Can cirrhosis or cancer be prevented with interferon/ribavirin in chronic viral hepatitis?

The incidence of hepatocellular cancer (liver cancer) is rising rapidly. According to Surveillance, Epidemiology and End Results (SEER) analyses, liver and intrahepatic biliary cancer rates are increasing at a faster rate than any other cancer-related death. Once a patient is diagnosed clinically, the average life expectancy is less than one year.

The major risk factors for hepatocellular cancer are chronic viral hepatitis (predominantly hepatitis B (HBV) in Asia and Africa and hepatitis C (HCV) in Japan and Western countries), alcohol-related liver disease, hemochromatosis, nonalcoholic steatohepatitis (NASH), and other less common causes of cirrhosis. In the United States, chronic HCV is the most common antecedent of hepatocellular cancer, which develops mostly in individuals with preexisting cirrhosis. The risk of hepatocellular cancer for people with HCV-related cirrhosis is 1%-4% per year. The current, marked increase in the incidence of hepatocellular cancer is a result of the high HCV infection rates of the mid-1960s and 1970s that resulted from the proliferation of illegal drug use and the long "incubation" period (20 to 40 years from initial infection to development of hepatocellular cancer worldwide, since it is endemic in the world’s most populous countries. It is less frequent in the United States, where it is more common among Asian immigrants. Hepatocellular cancer can arise in individuals with HBV infection who do not have cirrhosis.

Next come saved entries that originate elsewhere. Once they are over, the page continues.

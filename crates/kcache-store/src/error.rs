//! Store errors.

use std::io;

use thiserror::Error;

/// Result type for store operations.
pub type StoreResult<T> = Result<T, StoreError>;

/// Errors from store operations.
#[derive(Debug, Error)]
pub enum StoreError {
    #[error("failed to open store at {location}: {source}")]
    Open {
        location: String,
        #[source]
        source: rusqlite::Error,
    },

    #[error("sqlite error: {0}")]
    Sqlite(#[from] rusqlite::Error),

    #[error("I/O error: {0}")]
    Io(#[from] io::Error),

    #[error("store at {0} is read-only")]
    ReadOnly(String),

    #[error("invalid snapshot: {0}")]
    InvalidSnapshot(String),
}
//! Cache configuration
//!
//! Settings are resolved in three layers, later layers winning:
//! 1. Built-in defaults
//! 2. Optional TOML file (e.g. `kcache.toml`)
//! 3. Environment (`KCACHE_*` variables)
//!
//! The environment is read through a lookup function so tests and embedders
//! can supply their own without touching process state.

mod defaults;
mod settings;

pub use defaults::{env, BuiltinDefaults};
pub use settings::{
    CacheSettings, CompileMode, ConfigError, FileCacheSection, FileCompileSection, FileSettings,
};
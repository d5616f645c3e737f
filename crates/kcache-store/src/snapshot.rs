//! Snapshot export and import.
//!
//! An exported snapshot is a plain SQLite database file image produced with
//! `VACUUM INTO`. Importing writes the image to a scratch file, attaches it as
//! `incoming`, upserts its rows and detaches it again.

use std::fs;

use rusqlite::{params, Connection, ErrorCode};

use crate::error::{StoreError, StoreResult};
use crate::schema;
use crate::store::PersistentStore;

/// Every SQLite database file starts with this header.
const SQLITE_HEADER: &[u8] = b"SQLite format 3\0";

impl PersistentStore {
    /// Produce a self-contained image of the store's current contents.
    pub fn snapshot(&self) -> StoreResult<Vec<u8>> {
        let scratch = tempfile::tempdir()?;
        let path = scratch.path().join("snapshot.db");

        {
            let conn = self.lock();
            conn.execute("VACUUM INTO ?1", params![path.to_string_lossy().into_owned()])?;
        }

        let image = fs::read(&path)?;
        tracing::debug!(
            location = %self.location(),
            bytes = image.len(),
            "exported cache snapshot"
        );
        Ok(image)
    }

    /// Upsert every entry of a snapshot image into this store.
    ///
    /// Entries not present in the image are left alone. Returns the number of
    /// rows written. An image that is not a kernel cache database fails with
    /// [`StoreError::InvalidSnapshot`] and changes nothing.
    pub fn merge(&self, image: &[u8]) -> StoreResult<usize> {
        self.ensure_writable()?;
        if !image.starts_with(SQLITE_HEADER) {
            return Err(StoreError::InvalidSnapshot(
                "missing SQLite database header".to_string(),
            ));
        }

        let _merging = self.lock_merge();

        let scratch = tempfile::tempdir()?;
        let path = scratch.path().join("incoming.db");
        fs::write(&path, image)?;

        let conn = self.lock();
        conn.execute("ATTACH DATABASE ?1 AS incoming", params![path.to_string_lossy().into_owned()])?;

        let merged = merge_attached(&conn);

        if let Err(e) = conn.execute_batch("DETACH DATABASE incoming") {
            tracing::warn!(location = %self.location(), "failed to detach snapshot: {}", e);
        }

        let merged = merged?;
        tracing::debug!(location = %self.location(), rows = merged, "merged cache snapshot");
        Ok(merged)
    }
}

fn merge_attached(conn: &Connection) -> StoreResult<usize> {
    let tables: i64 = conn
        .query_row(schema::INCOMING_HAS_TABLE, [], |row| row.get(0))
        .map_err(|e| StoreError::InvalidSnapshot(e.to_string()))?;
    if tables == 0 {
        return Err(StoreError::InvalidSnapshot(format!(
            "snapshot has no {} table",
            schema::TABLE
        )));
    }

    let columns = {
        let mut stmt = conn
            .prepare(schema::INCOMING_COLUMNS)
            .map_err(invalid_image)?;
        let names = stmt
            .query_map([], |row| row.get::<_, String>(1))
            .map_err(invalid_image)?;
        names.collect::<Result<Vec<_>, _>>().map_err(invalid_image)?
    };
    let missing: Vec<&str> = schema::COLUMNS
        .iter()
        .copied()
        .filter(|wanted| !columns.iter().any(|c| c == wanted))
        .collect();
    if !missing.is_empty() {
        return Err(StoreError::InvalidSnapshot(format!(
            "{} table lacks column(s): {}",
            schema::TABLE,
            missing.join(", ")
        )));
    }

    conn.execute(schema::MERGE_FROM_INCOMING, [])
        .map_err(invalid_image)
}

/// Damage in the attached image is the snapshot's fault, not the store's.
fn invalid_image(e: rusqlite::Error) -> StoreError {
    match e.sqlite_error_code() {
        Some(ErrorCode::DatabaseCorrupt) | Some(ErrorCode::NotADatabase) => {
            StoreError::InvalidSnapshot(e.to_string())
        }
        _ => StoreError::Sqlite(e),
    }
}
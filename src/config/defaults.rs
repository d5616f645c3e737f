//! Built-in defaults (layer 1) and environment variable names.

use std::time::Duration;

use kcache_store::DEFAULT_BUSY_TIMEOUT;

/// Environment variables understood by [`CacheSettings`](super::CacheSettings).
pub mod env {
    /// Path of the read-only system tier. `:memory:` disables the tier.
    pub const SYS_CACHE_PATH: &str = "KCACHE_SYS_CACHE_PATH";
    /// Path of the writable user tier; replaces the whole candidate search.
    pub const USER_CACHE_PATH: &str = "KCACHE_CACHE_PATH";
    /// Any non-empty value disables cache reads.
    pub const READ_DISABLE: &str = "KCACHE_CACHE_READ_DISABLE";
    /// Any non-empty value disables cache writes.
    pub const WRITE_DISABLE: &str = "KCACHE_CACHE_WRITE_DISABLE";
    /// `0` forces in-process compiles, `1` forces subprocess compiles.
    pub const PROCESS: &str = "KCACHE_PROCESS";
    /// Explicit path of the compile helper executable.
    pub const PROCESS_HELPER: &str = "KCACHE_PROCESS_HELPER";
    /// Seconds a compile helper may run before it is terminated.
    pub const HELPER_TIMEOUT_SECS: &str = "KCACHE_HELPER_TIMEOUT_SECS";
}

/// Built-in default values.
#[derive(Debug, Clone)]
pub struct BuiltinDefaults {
    /// Store busy timeout (default: 5s)
    pub busy_timeout: Duration,
    /// Grace period between SIGTERM and SIGKILL for a timed-out helper (default: 2s)
    pub termination_grace: Duration,
}

impl Default for BuiltinDefaults {
    fn default() -> Self {
        Self {
            busy_timeout: DEFAULT_BUSY_TIMEOUT,
            termination_grace: Duration::from_secs(2),
        }
    }
}
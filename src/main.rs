//! kcache CLI
//!
//! Maintenance entry point for kernel cache files: inspect the resolved tiers,
//! list entries, export snapshots and merge them into a cache file.

use clap::{Parser, Subcommand};
use kcache::compile::SubprocessCompiler;
use kcache::{CacheSettings, OpenMode, PersistentStore, StoreLocation, TierManager};
use std::fs;
use std::path::{Path, PathBuf};
use std::process;

#[derive(Parser)]
#[command(name = "kcache")]
#[command(about = "JIT GPU kernel cache maintenance", version)]
struct Cli {
    /// Optional settings file (TOML); environment variables still override it
    #[arg(long, short = 'c', global = true)]
    config: Option<PathBuf>,

    #[command(subcommand)]
    command: Commands,
}

#[derive(Subcommand)]
enum Commands {
    /// Show resolved cache tiers and effective settings
    Info {
        /// Output in JSON format
        #[arg(long)]
        json: bool,
    },

    /// List entries of a cache file
    List {
        /// Cache database file
        #[arg(long)]
        db: PathBuf,

        /// Output in JSON format
        #[arg(long)]
        json: bool,
    },

    /// Export a cache file as a snapshot
    Export {
        /// Cache database file
        #[arg(long)]
        db: PathBuf,

        /// Snapshot file to write
        #[arg(long, short = 'o')]
        output: PathBuf,
    },

    /// Merge snapshots into a cache file, creating it if needed
    Merge {
        /// Cache database file
        #[arg(long)]
        db: PathBuf,

        /// Snapshot files, merged in order
        #[arg(required = true)]
        snapshots: Vec<PathBuf>,
    },
}

fn main() {
    kcache::logging::init("warn");
    let cli = Cli::parse();

    match cli.command {
        Commands::Info { json } => run_info(cli.config.as_deref(), json),
        Commands::List { db, json } => run_list(&db, json),
        Commands::Export { db, output } => run_export(&db, &output),
        Commands::Merge { db, snapshots } => run_merge(&db, &snapshots),
    }
}

fn fail(message: impl std::fmt::Display) -> ! {
    eprintln!("Error: {}", message);
    process::exit(1);
}

fn load_settings(config_path: Option<&Path>) -> CacheSettings {
    match CacheSettings::load(config_path, |name| std::env::var(name).ok()) {
        Ok(settings) => settings,
        Err(e) => fail(e),
    }
}

fn open_existing(db: &Path, mode: OpenMode) -> PersistentStore {
    if !db.is_file() {
        fail(format!("cache file not found: {}", db.display()));
    }
    match PersistentStore::open(StoreLocation::File(db.to_path_buf()), mode) {
        Ok(store) => store,
        Err(e) => fail(e),
    }
}

fn run_info(config_path: Option<&Path>, json_output: bool) {
    let settings = load_settings(config_path);
    let tiers = match TierManager::open(&settings) {
        Ok(tiers) => tiers,
        Err(e) => fail(e),
    };
    let report = tiers.describe();
    let subprocess = SubprocessCompiler::from_settings(&settings);
    let helper = subprocess.helper_path().map(|p| p.display().to_string());

    if json_output {
        let output = serde_json::json!({
            "tiers": report,
            "helper": helper,
            "settings": settings,
        });
        match serde_json::to_string_pretty(&output) {
            Ok(json) => println!("{}", json),
            Err(e) => fail(format!("serializing output: {}", e)),
        }
        return;
    }

    let user_entries = tiers.user_store().len().ok();
    let sys_entries = tiers.sys_store().and_then(|s| s.len().ok());

    println!("User tier:   {}", report.user);
    if let Some(n) = user_entries {
        println!("             {} entries", n);
    }
    match &report.sys {
        Some(sys) => {
            println!("System tier: {}", sys);
            if let Some(n) = sys_entries {
                println!("             {} entries", n);
            }
        }
        None => println!("System tier: (none)"),
    }
    println!("Reads:       {}", if report.read_disabled { "disabled" } else { "enabled" });
    println!("Writes:      {}", if report.write_disabled { "disabled" } else { "enabled" });
    println!("Mode:        {}", settings.compile_mode);
    println!("Helper:      {}", helper.as_deref().unwrap_or("(not found)"));
    if let Some(timeout) = settings.helper_timeout {
        println!("Timeout:     {}s", timeout.as_secs());
    }
}

fn run_list(db: &Path, json_output: bool) {
    let store = open_existing(db, OpenMode::ReadOnly);
    let entries = match store.entries() {
        Ok(entries) => entries,
        Err(e) => fail(e),
    };

    if json_output {
        match serde_json::to_string_pretty(&entries) {
            Ok(json) => println!("{}", json),
            Err(e) => fail(format!("serializing output: {}", e)),
        }
        return;
    }

    if entries.is_empty() {
        println!("No entries in {}.", db.display());
        return;
    }

    println!("{} entries in {}:\n", entries.len(), db.display());
    for entry in &entries {
        let when = entry
            .created_at
            .map(|t| t.format("%Y-%m-%d %H:%M:%S").to_string())
            .unwrap_or_else(|| "-".to_string());
        println!("  {}  {} bytes  {}", entry.key, entry.code_size, when);
    }
}

fn run_export(db: &Path, output: &Path) {
    let store = open_existing(db, OpenMode::ReadOnly);
    let image = match store.snapshot() {
        Ok(image) => image,
        Err(e) => fail(e),
    };
    if let Err(e) = fs::write(output, &image) {
        fail(format!("writing {}: {}", output.display(), e));
    }
    eprintln!("Exported {} bytes to {}", image.len(), output.display());
}

fn run_merge(db: &Path, snapshots: &[PathBuf]) {
    if let Some(parent) = db.parent().filter(|p| !p.as_os_str().is_empty()) {
        if let Err(e) = fs::create_dir_all(parent) {
            fail(format!("creating {}: {}", parent.display(), e));
        }
    }
    let store = match PersistentStore::open(StoreLocation::File(db.to_path_buf()), OpenMode::ReadWrite) {
        Ok(store) => store,
        Err(e) => fail(e),
    };

    let mut total = 0;
    for snapshot in snapshots {
        let image = match fs::read(snapshot) {
            Ok(image) => image,
            Err(e) => fail(format!("reading {}: {}", snapshot.display(), e)),
        };
        match store.merge(&image) {
            Ok(rows) => {
                eprintln!("Merged {} entries from {}", rows, snapshot.display());
                total += rows;
            }
            Err(e) => fail(format!("{}: {}", snapshot.display(), e)),
        }
    }
    eprintln!("Merged {} entries into {}", total, db.display());
}
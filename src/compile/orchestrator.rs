//! Compile arbitration.
//!
//! The in-process backend is assumed non-reentrant, so one process-wide
//! compile mutex serializes it across every orchestrator. In adaptive mode a caller that finds the mutex taken does
//! not queue behind it but compiles in a helper process instead; if that
//! fails it blocks on the mutex and compiles in-process after all.

use std::sync::{Mutex, MutexGuard, PoisonError, TryLockError};
use std::time::Instant;

use kcache_key::CacheKey;
use serde::Serialize;

use crate::config::CompileMode;
use crate::tiers::TierManager;

use super::backend::CompileBackend;
use super::subprocess::SubprocessCompiler;
use super::{CompileError, CompileResult};

/// Held for the duration of every in-process compile.
static COMPILE_LOCK: Mutex<()> = Mutex::new(());

/// How a code object was obtained.
#[derive(Debug, Clone, Copy, PartialEq, Eq, Serialize)]
#[serde(rename_all = "snake_case")]
pub enum CompilePath {
    /// Found in a cache tier; nothing was compiled.
    CacheHit,
    /// Compiled by the in-process backend.
    InProcess,
    /// Compiled by the helper process.
    Subprocess,
    /// Helper failed, then compiled in-process.
    InProcessFallback,
}

impl CompilePath {
    pub fn compiled(&self) -> bool {
        !matches!(self, CompilePath::CacheHit)
    }
}

/// Result of a cached compile.
#[derive(Debug, Clone, PartialEq, Eq)]
pub struct CompileReport {
    pub code: Vec<u8>,
    pub path: CompilePath,
}

pub struct CompileOrchestrator {
    backend: Box<dyn CompileBackend>,
    subprocess: SubprocessCompiler,
    mode: CompileMode,
}

impl std::fmt::Debug for CompileOrchestrator {
    fn fmt(&self, f: &mut std::fmt::Formatter<'_>) -> std::fmt::Result {
        f.debug_struct("CompileOrchestrator")
            .field("subprocess", &self.subprocess)
            .field("mode", &self.mode)
            .finish_non_exhaustive()
    }
}

impl CompileOrchestrator {
    pub fn new(
        backend: impl CompileBackend + 'static,
        subprocess: SubprocessCompiler,
        mode: CompileMode,
    ) -> Self {
        Self {
            backend: Box::new(backend),
            subprocess,
            mode,
        }
    }

    pub fn mode(&self) -> CompileMode {
        self.mode
    }

    pub fn subprocess(&self) -> &SubprocessCompiler {
        &self.subprocess
    }

    /// Look up `key`, otherwise generate, compile and store it.
    ///
    /// `generate` receives the kernel name and runs outside every lock. Store
    /// failures are logged by the tier manager and never surface here.
    pub fn cached_compile<G>(
        &self,
        tiers: Option<&TierManager>,
        key: &CacheKey,
        generate: G,
    ) -> CompileResult<CompileReport>
    where
        G: FnOnce(&str) -> String,
    {
        if let Some(code) = tiers.and_then(|t| t.lookup(key)) {
            tracing::debug!(%key, bytes = code.len(), "kernel cache hit");
            return Ok(CompileReport {
                code,
                path: CompilePath::CacheHit,
            });
        }

        let start = Instant::now();
        let source = generate(&key.kernel_name);
        tracing::debug!(
            kernel = %key.kernel_name,
            elapsed_ms = start.elapsed().as_secs_f64() * 1000.0,
            "generated kernel source"
        );

        let start = Instant::now();
        let (code, path) = self.compile(&key.kernel_name, &source, &key.target_arch)?;
        tracing::debug!(
            kernel = %key.kernel_name,
            target_arch = %key.target_arch,
            ?path,
            elapsed_ms = start.elapsed().as_secs_f64() * 1000.0,
            "compiled kernel"
        );

        if let Some(tiers) = tiers {
            tiers.store(key, &code);
        }
        Ok(CompileReport { code, path })
    }

    /// Compile `source`, choosing in-process or helper according to the mode.
    pub fn compile(
        &self,
        kernel_name: &str,
        source: &str,
        target_arch: &str,
    ) -> CompileResult<(Vec<u8>, CompilePath)> {
        match self.mode {
            CompileMode::InProcess => {
                let _guard = self.lock_blocking();
                let code = self.compile_in_process(source, target_arch)?;
                Ok((code, CompilePath::InProcess))
            }
            CompileMode::OutOfProcess => self.compile_out_of_process(kernel_name, source, target_arch),
            CompileMode::Adaptive => {
                let guard = match COMPILE_LOCK.try_lock() {
                    Ok(guard) => Some(guard),
                    Err(TryLockError::Poisoned(poisoned)) => Some(poisoned.into_inner()),
                    Err(TryLockError::WouldBlock) => None,
                };
                match guard {
                    Some(_guard) => {
                        let code = self.compile_in_process(source, target_arch)?;
                        Ok((code, CompilePath::InProcess))
                    }
                    None => {
                        tracing::debug!(kernel = kernel_name, "compile lock busy, using helper");
                        self.compile_out_of_process(kernel_name, source, target_arch)
                    }
                }
            }
        }
    }

    fn compile_out_of_process(
        &self,
        kernel_name: &str,
        source: &str,
        target_arch: &str,
    ) -> CompileResult<(Vec<u8>, CompilePath)> {
        match self.subprocess.compile(source, target_arch) {
            Ok(code) => Ok((code, CompilePath::Subprocess)),
            Err(e) => {
                tracing::warn!(
                    kernel = kernel_name,
                    target_arch,
                    "helper compile failed, falling back to in-process: {}",
                    e
                );
                let _guard = self.lock_blocking();
                let code = self.compile_in_process(source, target_arch)?;
                Ok((code, CompilePath::InProcessFallback))
            }
        }
    }

    /// Caller must hold the compile lock.
    fn compile_in_process(&self, source: &str, target_arch: &str) -> CompileResult<Vec<u8>> {
        let code = self.backend.compile(source, target_arch)?;
        if code.is_empty() {
            return Err(CompileError::EmptyOutput);
        }
        Ok(code)
    }

    fn lock_blocking(&self) -> MutexGuard<'static, ()> {
        COMPILE_LOCK.lock().unwrap_or_else(PoisonError::into_inner)
    }
}

/// Serializes unit tests that compile, since they share the compile lock.
#[cfg(test)]
pub(crate) fn serial_compiles() -> MutexGuard<'static, ()> {
    static SERIAL: Mutex<()> = Mutex::new(());
    SERIAL.lock().unwrap_or_else(PoisonError::into_inner)
}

Patients with HCV genotype I who are treated with pegylated interferon and ribavirin for 12 months have a sustained virologic response of 50%-55% (the loss of HCV RNA is sustained for at least six months after completion of treated), whereas patients with genotypes 2 and 3 who are treated for six months have a sustained virologic response of 75%-80%. Newer, effective drugs are available to treat people with HBV infection. Accordingly, the question arises as to whether treatment might prevent or reduce the frequency of hepatocellular cancer. With the long latency of the disease, it has been difficult to launch well-controlled studies to answer this question. Rather, the issue has been assessed by examining the results of prospective and retrospective treatment trials of individuals with and without cirrhosis.

The first report, from Japan, involved 90 patients with HCV-related cirrhosis, half of whom received lymphoblastoid interferon for three to six months and half of whom received no therapy. Although only 16 percent of treated patients had a sustained virologic response, hepatocellular cancer developed significantly less frequently in the treated patients (27%) than in the untreated patients (75%). These results were at first greeted with skepticism because of the high rate of hepatocellular cancer and the short duration of treatment. Three randomized trials from Europe failed to confirm these results.

Numerous efforts have been directed at assessing the effectiveness of treatment in reducing hepatocellular cancer for patients with either HCV or HBV infection. However, no studies were powered to specifically address the issue of treatment effect on the disease, none utilized the best treatment regimen (pegylated interferon and ribavirin), and most were of relatively short duration. Accordingly, several investigators performed meta-analyses hoping to make sense of the varied studies and results. All concluded, with differing degrees of confidence that treatment with interferon seems to reduce the frequency of development of hepatocellular cancer. One study indicated that the data were only "suggestive" and therefore interferon treatment could not be recommended for all individuals with HCV-related and HBV-related cirrhosis (Bffis et al. Ann Intern Med. 1999; 131-696-701). Another noted that the pooled data suggested a slight preventive effect but with a low magnitude confined to the individuals who had a sustained response, and that no effect was detectable in individuals with HBV-related cirrhosis (Camma et al. J Hepatol. 2001;34-593-602). The third study concluded that hepatocellular cancer was markedly less common for individuals with a sustained response and slightly less common for individuals who had no response.

Because most individuals with HCV infection in whom hepatocellular cancer develops have no cirrhosis, it is rational to treat the infection before cirrhosis develops. However, treatment efficacy in reducing hepatocellular cancer is difficult to assess for patients without cirrhosis because of the low rate of development of hepatocellular cancer. Accordingly, studies in Europe have been unable to demonstrate efficacy. But three retrospective evaluations in Japan have yielded supportive data. Yoshida et al. found a significant benefit for persons with marked portal or bridging fibrosis. Okanoue et al. also found a positive effect among patients with a sustained response with moderate fibrosis, but not in those with cirrhosis, and Imai et al. reported a significant reduction of hepatocellular cancer only in patients with a sustained response.

In summary, there is a suggestion that treatment of HCV infection, particularly before development of cirrhosis and especially in individuals with a sustained response, lowers the rate of development of hepatocellular cancer. Better powered studies are needed, and one major National Institutes of Health-supported study, the Hepatitis C Antiviral Long-Term Treatment against Cirrhosis (HALT-C) trial, is in progress.